医学 生物标志物 炎症 心力衰竭 重症监护医学 心脏病学 内科学 生物化学 化学
作者
Jiacheng Lai,Chongjian Huang,Bin Li,Yantao Han
出处
期刊:Journal of Cardiovascular Medicine [Ovid Technologies (Wolters Kluwer)]
标识
DOI:10.2459/jcm.0000000000001587
摘要

Aim The aim of this study was to explore the relationship between peripheral circulating serum soluble suppression of tumorigenicity-2 (sST2) levels and inflammatory biomarkers in patients with acute heart failure (AHF).

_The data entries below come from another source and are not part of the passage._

use actix_web::http::StatusCode;
use actix_web::{HttpResponse, ResponseError};
use serde_json::json;
use thiserror::Error;

/// Why a dispatch produced no result. Every variant is shown to the user
/// verbatim and leaves the page ready for another attempt.
#[derive(Error, Debug, Clone, PartialEq)]
pub enum PredictionError {
    #[error(
        "HTTP client is unavailable in this build. Rebuild with the default TLS features enabled and restart the app."
    )]
    MissingCapability,

    #[error("Failed to reach server: {0}")]
    Transport(String),

    #[error("{error}\nDetail: {detail}")]
    Server {
        status: u16,
        error: String,
        detail: String,
    },

    #[error("Server returned HTTP {status}")]
    HttpStatus { status: u16 },

    #[error("Unexpected response from server (not JSON object).")]
    MalformedResponse,
}

impl PredictionError {
    /// HTTP status reported by the backend, if it answered at all.
    pub fn backend_status(&self) -> Option<u16> {
        match self {
            PredictionError::Server { status, .. } | PredictionError::HttpStatus { status } => {
                Some(*status)
            }
            _ => None,
        }
    }
}

/// Problems with the browser's upload, caught before the backend is called.
#[derive(Error, Debug)]
pub enum UploadError {
    #[error("Unsupported file type \"{0}\". Accepted formats: PNG, JPG.")]
    UnsupportedType(String),

    #[error("Upload exceeds the {} limit.", human_size(*limit_bytes))]
    TooLarge { limit_bytes: usize },

    #[error("No image file was uploaded.")]
    MissingImage,

    #[error("Malformed upload: {0}")]
    Multipart(String),
}

impl ResponseError for UploadError {
    fn status_code(&self) -> StatusCode {
        match self {
            UploadError::TooLarge { .. } => StatusCode::PAYLOAD_TOO_LARGE,
            _ => StatusCode::BAD_REQUEST,
        }
    }

    fn error_response(&self) -> HttpResponse {
        HttpResponse::build(self.status_code()).json(json!({ "error": self.to_string() }))
    }
}

/// Whole megabytes when the limit is a multiple of one, otherwise bytes.
fn human_size(bytes: usize) -> String {
    const MB: usize = 1024 * 1024;
    if bytes >= MB && bytes % MB == 0 {
        format!("{} MB", bytes / MB)
    } else {
        format!("{} bytes", bytes)
    }
}

pub type Result<T, E = PredictionError> = std::result::Result<T, E>;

Methods One hundred and eleven consecutive AHF patients with NYHA class II-IV were enrolled, and peripheral blood was collected within 24 h of admission for the detection of NT-ProBNP, sST2, hypersensitive troponin I, cytokines, precalcitoninogen, C-reactive protein, in addition to routine standard of care blood tests. Results The median sST2 of 111 patients was 47.50 ng/ml (24.25–86.15 IQR), of whom 43 patients (38.7%) had sST2 35 ng/ml or less; linear correlation analysis showed that serum sST2 correlated with NT-ProBNP ( r 2 = 0.32), NEU% ( r 2 = 0.41), NLR ( r 2 = 0.36), CRP ( r 2 = 0.50), IL-18 ( r 2 = 0.43) ( P < 0.001), and correlated with Hs-cTnI ( r 2 = 0.19), NUE ( r 2 = 0.25), LYM ( r 2 = -0.23), IL-2RA ( r 2 = 0.29) ( P < 0.05). Multiple linear regression analysis depicted that CRP (β = 0.318), IL-18 (β = 0.368), NEU% (β = 0.346), NLR (β = −0.304), and NT-ProBNP (β = 0.324) significantly correlated with sST2 values, respectively ( P < 0.05). ST2 levels have a linear association with length of hospitalization. Conclusion Peripheral blood inflammatory markers (CRP, IL-18, NEU%, NLR) in patients with AHF had a close relationship with sST2 levels, and the mechanism of action of sST2 may be related to the inflammatory response.